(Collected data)
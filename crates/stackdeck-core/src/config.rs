use crate::error::AppError;
use std::path::PathBuf;
use std::time::Duration;

pub const DEFAULT_PORT: u16 = 3000;
pub const DEFAULT_ANSIBLE_HOST: &str = "local";
pub const DEFAULT_SSH_USER: &str = "root";
pub const COMPOSE_PS_COMMAND: &str = "docker-compose ps";
pub const STATUS_POLL_INTERVAL: Duration = Duration::from_secs(30);
pub const SETTINGS_FILE: &str = "monitor.conf";
pub const STACK_FILE: &str = "stack.json";

/// Resolve the app data directory: ~/.core/
pub fn app_dir() -> Result<PathBuf, AppError> {
    let home = dirs::home_dir().ok_or(AppError::HomeDirNotFound)?;
    Ok(home.join(".core"))
}

/// ~/.core/monitor.conf
pub fn settings_path() -> Result<PathBuf, AppError> {
    Ok(app_dir()?.join(SETTINGS_FILE))
}

/// ~/.core/stack.json
pub fn stack_path() -> Result<PathBuf, AppError> {
    Ok(app_dir()?.join(STACK_FILE))
}

/// Ensure the app directory exists
pub fn ensure_dirs() -> Result<(), AppError> {
    std::fs::create_dir_all(app_dir()?)?;
    Ok(())
}

/// Where the container status feed comes from.
#[derive(Debug, Clone, PartialEq, Eq)]
pub enum FeedSource {
    /// Fixed demo data, no remote access.
    Demo,
    /// `ansible <host> -m shell -a "docker-compose ps"`, or an override command.
    Ansible {
        host: String,
        command_override: Option<String>,
    },
    /// `docker-compose ps` executed directly over SSH.
    Ssh {
        host: String,
        user: String,
        key_path: PathBuf,
    },
}

impl FeedSource {
    /// Pick a source from the environment-backed flags.
    ///
    /// Demo mode wins when enabled. An SSH host needs a key; without an SSH
    /// host the ansible CLI is used.
    pub fn resolve(
        demo_mode: bool,
        ansible_host: &str,
        ansible_cmd: Option<&str>,
        ssh_host: Option<&str>,
        ssh_user: &str,
        ssh_key: Option<PathBuf>,
    ) -> Result<Self, AppError> {
        if demo_mode {
            return Ok(FeedSource::Demo);
        }
        if let Some(host) = ssh_host.filter(|h| !h.trim().is_empty()) {
            let key_path = ssh_key.ok_or_else(|| AppError::MissingParam("STATUS_SSH_KEY".into()))?;
            return Ok(FeedSource::Ssh {
                host: host.trim().to_string(),
                user: ssh_user.to_string(),
                key_path,
            });
        }
        Ok(FeedSource::Ansible {
            host: ansible_host.to_string(),
            command_override: ansible_cmd
                .map(str::trim)
                .filter(|c| !c.is_empty())
                .map(str::to_string),
        })
    }
}

/// Parse the `DEMO_MODE` style boolean flags ("true", "1", "yes").
pub fn parse_flag(value: &str) -> bool {
    matches!(
        value.trim().to_ascii_lowercase().as_str(),
        "true" | "1" | "yes" | "on"
    )
}

#[cfg(test)]
mod tests {
    use super::*;

    #[test]
    fn demo_mode_takes_precedence() {
        let source = FeedSource::resolve(true, "web01", None, Some("10.0.0.1"), "root", None)
            .expect("demo source");
        assert_eq!(source, FeedSource::Demo);
    }

    #[test]
    fn ssh_host_without_key_is_rejected() {
        let err = FeedSource::resolve(false, "local", None, Some("10.0.0.1"), "root", None)
            .expect_err("missing key");
        assert!(matches!(err, AppError::MissingParam(p) if p == "STATUS_SSH_KEY"));
    }

    #[test]
    fn blank_override_falls_back_to_default_command() {
        let source = FeedSource::resolve(false, "web01", Some("   "), None, "root", None)
            .expect("ansible source");
        assert_eq!(
            source,
            FeedSource::Ansible {
                host: "web01".into(),
                command_override: None
            }
        );
    }

    #[test]
    fn flag_parsing_accepts_common_truthy_values() {
        assert!(parse_flag("true"));
        assert!(parse_flag(" TRUE "));
        assert!(parse_flag("1"));
        assert!(!parse_flag("false"));
        assert!(!parse_flag(""));
    }
}
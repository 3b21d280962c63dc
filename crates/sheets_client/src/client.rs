//! Spreadsheet values API client.
//!
//! Blocking reqwest client (no Tokio runtime required). One request per
//! cell: `GET` to read, `PUT` with `valueInputOption=USER_ENTERED` to write.
//! Values go out as plain decimal strings ("5.01") so the sheet stores a
//! number; reads accept either decimal separator.

use std::time::Duration;

use reqwest::Url;
use splitgrid_core::{format_cents, parse_amount, CellAddress};
use splitgrid_recon::{GridError, GridStore};

use crate::auth::{load_credentials, SheetsCredentials};

pub const DEFAULT_API_BASE: &str = "https://sheets.googleapis.com";

/// Values API client (blocking).
#[derive(Clone)]
pub struct SheetsClient {
    http: reqwest::blocking::Client,
    api_base: String,
    token: String,
    sheet_name: String,
}

#[derive(Debug)]
pub enum SheetsError {
    /// No token in env or credentials file
    NotAuthenticated,
    /// Client could not be built or URL is malformed
    Config(String),
    /// Network error
    Network(String),
    /// HTTP error with status code and body
    Http(u16, String),
    /// Response body or cell content could not be read
    Parse(String),
}

impl std::fmt::Display for SheetsError {
    fn fmt(&self, f: &mut std::fmt::Formatter<'_>) -> std::fmt::Result {
        match self {
            SheetsError::NotAuthenticated => {
                write!(f, "Not authenticated: run `sgrid login --token <TOKEN>` or set SPLITGRID_SHEETS_TOKEN")
            }
            SheetsError::Config(msg) => write!(f, "Client configuration error: {}", msg),
            SheetsError::Network(msg) => write!(f, "Network error: {}", msg),
            SheetsError::Http(code, msg) => write!(f, "HTTP {}: {}", code, msg),
            SheetsError::Parse(msg) => write!(f, "Parse error: {}", msg),
        }
    }
}

impl std::error::Error for SheetsError {}

impl From<SheetsError> for GridError {
    fn from(e: SheetsError) -> Self {
        match e {
            SheetsError::Http(status, message) => GridError::Rejected { status, message },
            SheetsError::Parse(msg) => GridError::Parse(msg),
            other => GridError::Transport(other.to_string()),
        }
    }
}

impl SheetsClient {
    /// Client from env or saved credentials. A base URL in the credentials
    /// wins over `api_base`.
    pub fn from_saved_credentials(api_base: &str, sheet_name: &str) -> Result<Self, SheetsError> {
        let creds = load_credentials().ok_or(SheetsError::NotAuthenticated)?;
        let base = creds.api_base.clone().unwrap_or_else(|| api_base.to_string());
        Self::with_base_url(creds, base, sheet_name)
    }

    pub fn new(creds: SheetsCredentials, sheet_name: &str) -> Result<Self, SheetsError> {
        Self::with_base_url(creds, DEFAULT_API_BASE.to_string(), sheet_name)
    }

    pub fn with_base_url(
        creds: SheetsCredentials,
        api_base: String,
        sheet_name: &str,
    ) -> Result<Self, SheetsError> {
        let http = reqwest::blocking::Client::builder()
            .user_agent(format!("sgrid/{}", env!("CARGO_PKG_VERSION")))
            .timeout(Duration::from_secs(60))
            .build()
            .map_err(|e| SheetsError::Config(e.to_string()))?;

        Ok(Self {
            http,
            api_base,
            token: creds.token,
            sheet_name: sheet_name.to_string(),
        })
    }

    pub fn api_base(&self) -> &str {
        &self.api_base
    }

    /// Read one cell. `None` for an empty cell.
    pub fn get_value(&self, spreadsheet_id: &str, address: &CellAddress) -> Result<Option<i64>, SheetsError> {
        let url = self.values_url(spreadsheet_id, address)?;
        let response = self
            .http
            .get(url)
            .bearer_auth(&self.token)
            .send()
            .map_err(|e| SheetsError::Network(e.to_string()))?;
        let response = check_status(response)?;

        let json: serde_json::Value = response.json().map_err(|e| SheetsError::Parse(e.to_string()))?;
        parse_cell(&json["values"][0][0])
    }

    /// Overwrite one cell.
    pub fn put_value(&self, spreadsheet_id: &str, address: &CellAddress, cents: i64) -> Result<(), SheetsError> {
        let mut url = self.values_url(spreadsheet_id, address)?;
        url.query_pairs_mut().append_pair("valueInputOption", "USER_ENTERED");

        let body = serde_json::json!({
            "range": self.range(address),
            "majorDimension": "ROWS",
            "values": [[format_cents(cents)]],
        });

        let response = self
            .http
            .put(url)
            .bearer_auth(&self.token)
            .json(&body)
            .send()
            .map_err(|e| SheetsError::Network(e.to_string()))?;
        check_status(response)?;
        Ok(())
    }

    // ── Internal helpers ────────────────────────────────────────────

    fn range(&self, address: &CellAddress) -> String {
        format!("{}!{}", self.sheet_name, address)
    }

    fn values_url(&self, spreadsheet_id: &str, address: &CellAddress) -> Result<Url, SheetsError> {
        let range = self.range(address);
        let mut url = Url::parse(&self.api_base)
            .map_err(|e| SheetsError::Config(format!("bad api base '{}': {e}", self.api_base)))?;
        url.path_segments_mut()
            .map_err(|_| SheetsError::Config(format!("api base '{}' cannot take a path", self.api_base)))?
            .pop_if_empty()
            .extend(["v4", "spreadsheets", spreadsheet_id, "values", range.as_str()]);
        Ok(url)
    }
}

impl GridStore for SheetsClient {
    fn read_cell(&self, grid_id: &str, address: &CellAddress) -> Result<Option<i64>, GridError> {
        Ok(self.get_value(grid_id, address)?)
    }

    fn write_cell(&self, grid_id: &str, address: &CellAddress, value_cents: i64) -> Result<(), GridError> {
        log::debug!("PUT {}!{} = {}", grid_id, address, format_cents(value_cents));
        Ok(self.put_value(grid_id, address, value_cents)?)
    }
}

// ── Free functions ──────────────────────────────────────────────────

fn check_status(response: reqwest::blocking::Response) -> Result<reqwest::blocking::Response, SheetsError> {
    let status = response.status();
    if status.is_success() {
        return Ok(response);
    }
    let body = response.text().unwrap_or_default();
    let message = extract_error_message(&body).unwrap_or(body);
    Err(SheetsError::Http(status.as_u16(), message))
}

/// `{"error": {"message": ...}}` → message.
fn extract_error_message(body: &str) -> Option<String> {
    let json: serde_json::Value = serde_json::from_str(body).ok()?;
    json["error"]["message"].as_str().map(String::from)
}

/// Cell content → cents. Accepts numbers, "5.01", "5,01" and blanks.
fn parse_cell(value: &serde_json::Value) -> Result<Option<i64>, SheetsError> {
    let text = match value {
        serde_json::Value::Null => return Ok(None),
        serde_json::Value::String(s) => s.trim().to_string(),
        serde_json::Value::Number(n) => n.to_string(),
        other => return Err(SheetsError::Parse(format!("unexpected cell value {other}"))),
    };
    if text.is_empty() {
        return Ok(None);
    }
    parse_amount(&text)
        .map(Some)
        .map_err(|e| SheetsError::Parse(format!("cell value '{text}': {e}")))
}
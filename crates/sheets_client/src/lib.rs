//! Remote grid store: a spreadsheet values API behind `GridStore`.
//!
//! One spreadsheet per party (the party's `grid_id` is the spreadsheet id),
//! one tab per installation (`[grid] sheet_name`). Cells are addressed A1
//! style by the category/period layout.
//!
//! No batching and no retries here; the engine retries failed cells.

mod auth;
mod client;

pub use auth::{
    credentials_file_path, load_credentials, load_credentials_from, save_credentials,
    save_credentials_to, SheetsCredentials, API_BASE_ENV, TOKEN_ENV,
};
pub use client::{SheetsClient, SheetsError, DEFAULT_API_BASE};
//! Party roster: the two `owner_id → grid_id` entries.
//!
//! Replaces matching identities against literals in code. The partner of an
//! owner is simply the other entry.

use serde::{Deserialize, Serialize};
use splitgrid_core::OwnerId;

use crate::ConfigError;

#[derive(Debug, Clone, PartialEq, Eq, Serialize, Deserialize)]
pub struct Party {
    pub owner_id: OwnerId,
    pub grid_id: String,
    /// Display name (optional, for CLI output)
    #[serde(default, skip_serializing_if = "Option::is_none")]
    pub name: Option<String>,
}

#[derive(Debug, Clone, PartialEq, Eq)]
pub struct PartyRoster {
    parties: [Party; 2],
}

impl PartyRoster {
    pub fn new(parties: Vec<Party>) -> Result<Self, ConfigError> {
        let [a, b]: [Party; 2] = parties.try_into().map_err(|v: Vec<Party>| {
            ConfigError::Validation(format!("exactly 2 parties are required, found {}", v.len()))
        })?;

        for p in [&a, &b] {
            if p.owner_id.as_str().trim().is_empty() {
                return Err(ConfigError::Validation("party owner_id is empty".into()));
            }
            if p.grid_id.trim().is_empty() {
                return Err(ConfigError::Validation(format!(
                    "party '{}': grid_id is empty",
                    p.owner_id
                )));
            }
        }
        if a.owner_id == b.owner_id {
            return Err(ConfigError::Validation(format!(
                "both parties have owner_id '{}'",
                a.owner_id
            )));
        }
        if a.grid_id == b.grid_id {
            return Err(ConfigError::Validation(format!(
                "both parties write to grid '{}'",
                a.grid_id
            )));
        }

        Ok(Self { parties: [a, b] })
    }

    pub fn parties(&self) -> &[Party; 2] {
        &self.parties
    }

    pub fn owners(&self) -> [&OwnerId; 2] {
        [&self.parties[0].owner_id, &self.parties[1].owner_id]
    }

    pub fn party(&self, owner: &OwnerId) -> Result<&Party, ConfigError> {
        self.parties
            .iter()
            .find(|p| &p.owner_id == owner)
            .ok_or_else(|| ConfigError::UnknownOwner(owner.to_string()))
    }

    pub fn grid_for(&self, owner: &OwnerId) -> Result<&str, ConfigError> {
        self.party(owner).map(|p| p.grid_id.as_str())
    }

    pub fn partner_of(&self, owner: &OwnerId) -> Result<&Party, ConfigError> {
        match self.parties.iter().position(|p| &p.owner_id == owner) {
            Some(0) => Ok(&self.parties[1]),
            Some(_) => Ok(&self.parties[0]),
            None => Err(ConfigError::UnknownOwner(owner.to_string())),
        }
    }

    pub fn contains(&self, owner: &OwnerId) -> bool {
        self.parties.iter().any(|p| &p.owner_id == owner)
    }
}

#[cfg(test)]
mod tests {
    use super::*;

    fn party(owner: &str, grid: &str) -> Party {
        Party { owner_id: owner.into(), grid_id: grid.into(), name: None }
    }

    #[test]
    fn partner_is_the_other_entry() {
        let roster = PartyRoster::new(vec![party("alice", "g-a"), party("bob", "g-b")]).unwrap();
        assert_eq!(roster.partner_of(&"alice".into()).unwrap().owner_id, "bob".into());
        assert_eq!(roster.partner_of(&"bob".into()).unwrap().owner_id, "alice".into());
        assert_eq!(roster.grid_for(&"bob".into()).unwrap(), "g-b");
    }

    #[test]
    fn unknown_owner() {
        let roster = PartyRoster::new(vec![party("alice", "g-a"), party("bob", "g-b")]).unwrap();
        assert!(matches!(
            roster.partner_of(&"carol".into()),
            Err(ConfigError::UnknownOwner(id)) if id == "carol"
        ));
        assert!(!roster.contains(&"carol".into()));
    }

    #[test]
    fn needs_exactly_two_distinct_parties() {
        assert!(PartyRoster::new(vec![party("alice", "g-a")]).is_err());
        assert!(PartyRoster::new(vec![
            party("alice", "g-a"),
            party("bob", "g-b"),
            party("carol", "g-c"),
        ])
        .is_err());
        assert!(PartyRoster::new(vec![party("alice", "g-a"), party("alice", "g-b")]).is_err());
        assert!(PartyRoster::new(vec![party("alice", "g"), party("bob", "g")]).is_err());
        assert!(PartyRoster::new(vec![party("alice", ""), party("bob", "g")]).is_err());
    }
}
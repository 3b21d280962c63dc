//! Wiring: config → ledger + grid backend → orchestrator.

use std::path::Path;

use splitgrid_config::{GridBackend, Settings};
use splitgrid_core::{CellAddress, OwnerId};
use splitgrid_io::{SqliteGrid, SqliteLedger};
use splitgrid_recon::{GridError, GridStore, Orchestrator, SyncContext};
use splitgrid_sheets_client::SheetsClient;

use crate::CliError;

/// The configured grid backend.
pub enum Grids {
    Local(SqliteGrid),
    Sheets(SheetsClient),
}

impl GridStore for Grids {
    fn read_cell(&self, grid_id: &str, address: &CellAddress) -> Result<Option<i64>, GridError> {
        match self {
            Grids::Local(g) => g.read_cell(grid_id, address),
            Grids::Sheets(g) => g.read_cell(grid_id, address),
        }
    }

    fn write_cell(&self, grid_id: &str, address: &CellAddress, value_cents: i64) -> Result<(), GridError> {
        match self {
            Grids::Local(g) => g.write_cell(grid_id, address, value_cents),
            Grids::Sheets(g) => g.write_cell(grid_id, address, value_cents),
        }
    }

    fn write_cells(&self, grid_id: &str, cells: &[(CellAddress, i64)]) -> Vec<Result<(), GridError>> {
        match self {
            Grids::Local(g) => g.write_cells(grid_id, cells),
            Grids::Sheets(g) => g.write_cells(grid_id, cells),
        }
    }
}

pub type Engine = Orchestrator<SqliteLedger, Grids>;

pub struct App {
    pub settings: Settings,
    pub engine: Engine,
}

impl App {
    pub fn load(config: Option<&Path>) -> Result<Self, CliError> {
        let settings = Settings::load(config).map_err(CliError::config)?;
        let ctx = SyncContext::from_settings(&settings).map_err(CliError::sync)?;

        let ledger_path = settings.ledger_path();
        let ledger = SqliteLedger::open(&ledger_path).map_err(CliError::ledger)?;
        log::debug!("ledger: {}", ledger_path.display());

        let grids = match settings.grid.backend {
            GridBackend::Local => {
                let path = settings.local_grid_path();
                log::debug!("grid backend: local ({})", path.display());
                Grids::Local(SqliteGrid::open(&path).map_err(CliError::grid)?)
            }
            GridBackend::Sheets => {
                let client = SheetsClient::from_saved_credentials(&settings.grid.api_base, &settings.grid.sheet_name)
                    .map_err(CliError::sheets)?;
                log::debug!("grid backend: sheets ({})", client.api_base());
                Grids::Sheets(client)
            }
        };

        Ok(Self {
            engine: Orchestrator::new(ledger, grids, ctx),
            settings,
        })
    }

    pub fn ledger(&self) -> &SqliteLedger {
        self.engine.ledger()
    }

    pub fn ctx(&self) -> &SyncContext {
        self.engine.context()
    }

    /// `--as`, checked against the roster.
    pub fn actor(&self, who: Option<String>) -> Result<OwnerId, CliError> {
        let who = who.ok_or_else(|| {
            CliError::args("no acting owner").with_hint("pass --as <OWNER> or set SPLITGRID_OWNER")
        })?;
        self.owner(&who)
    }

    pub fn owner(&self, who: &str) -> Result<OwnerId, CliError> {
        let owner = OwnerId::new(who);
        if !self.ctx().roster.contains(&owner) {
            let known: Vec<String> = self.ctx().roster.owners().iter().map(|o| o.to_string()).collect();
            return Err(CliError::args(format!("unknown owner '{who}'"))
                .with_hint(format!("configured parties: {}", known.join(", "))));
        }
        Ok(owner)
    }
}
//! `sgrid grid`: read back what the grids hold.

use std::path::PathBuf;

use clap::Subcommand;

use splitgrid_core::{format_cents, CellAddress};
use splitgrid_io::export_csv;
use splitgrid_recon::GridStore;

use crate::app::App;
use crate::sync::parse_month;
use crate::CliError;

#[derive(Subcommand)]
pub enum GridCommands {
    /// Show one month column of a party's grid
    #[command(after_help = "\
Examples:
  sgrid grid show alice
  sgrid grid show bob --month 2026-03 --json")]
    Show {
        /// Party whose grid to read
        owner: String,

        /// Month (YYYY-MM). Defaults to the current month.
        #[arg(long)]
        month: Option<String>,

        #[arg(long)]
        json: bool,
    },

    /// Export a party's whole grid as CSV (category × month)
    Export {
        owner: String,

        /// Output file (omit for stdout)
        #[arg(long, short = 'o')]
        output: Option<PathBuf>,
    },
}

pub fn cmd_grid(app: &App, cmd: GridCommands) -> Result<(), CliError> {
    match cmd {
        GridCommands::Show { owner, month, json } => {
            let owner = app.owner(&owner)?;
            let period = parse_month(month.as_deref())?;
            let ctx = app.ctx();
            let grid_id = ctx.roster.grid_for(&owner).map_err(|e| CliError::sync(e.into()))?;
            let column = ctx.layout.resolve_period(period.month_index).map_err(|e| CliError::sync(e.into()))?;

            let mut rows = Vec::new();
            for (category, row) in ctx.layout.categories.by_row() {
                let address = CellAddress::new(column, row);
                let value = app.engine.grids().read_cell(grid_id, &address).map_err(CliError::grid)?;
                rows.push((category, address, value));
            }

            if json {
                let out: Vec<serde_json::Value> = rows
                    .iter()
                    .map(|(category, address, value)| {
                        serde_json::json!({
                            "category": category,
                            "address": address.to_string(),
                            "value_cents": value,
                        })
                    })
                    .collect();
                let s = serde_json::to_string_pretty(&out)
                    .map_err(|e| CliError::io(format!("cannot serialize grid: {e}")))?;
                println!("{s}");
            } else {
                println!("{grid_id} {period} (column {column}):");
                for (category, address, value) in rows {
                    let shown = value.map(format_cents).unwrap_or_else(|| "-".into());
                    println!("  {category:<16} {:>5} {shown:>12}", address.to_string());
                }
            }
            Ok(())
        }

        GridCommands::Export { owner, output } => {
            let owner = app.owner(&owner)?;
            let ctx = app.ctx();
            let grid_id = ctx.roster.grid_for(&owner).map_err(|e| CliError::sync(e.into()))?;
            let csv = export_csv(app.engine.grids(), grid_id, &ctx.layout).map_err(CliError::grid)?;

            match output {
                Some(path) => std::fs::write(&path, csv)
                    .map_err(|e| CliError::io(format!("cannot write {}: {e}", path.display())))?,
                None => print!("{csv}"),
            }
            Ok(())
        }
    }
}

▶ Problem
Gather each line in the entries above where the string "Deserialize" is found.

▶ Reply to the task
use serde::{Deserialize, Serialize};
#[derive(Debug, Clone, PartialEq, Eq, Serialize, Deserialize)]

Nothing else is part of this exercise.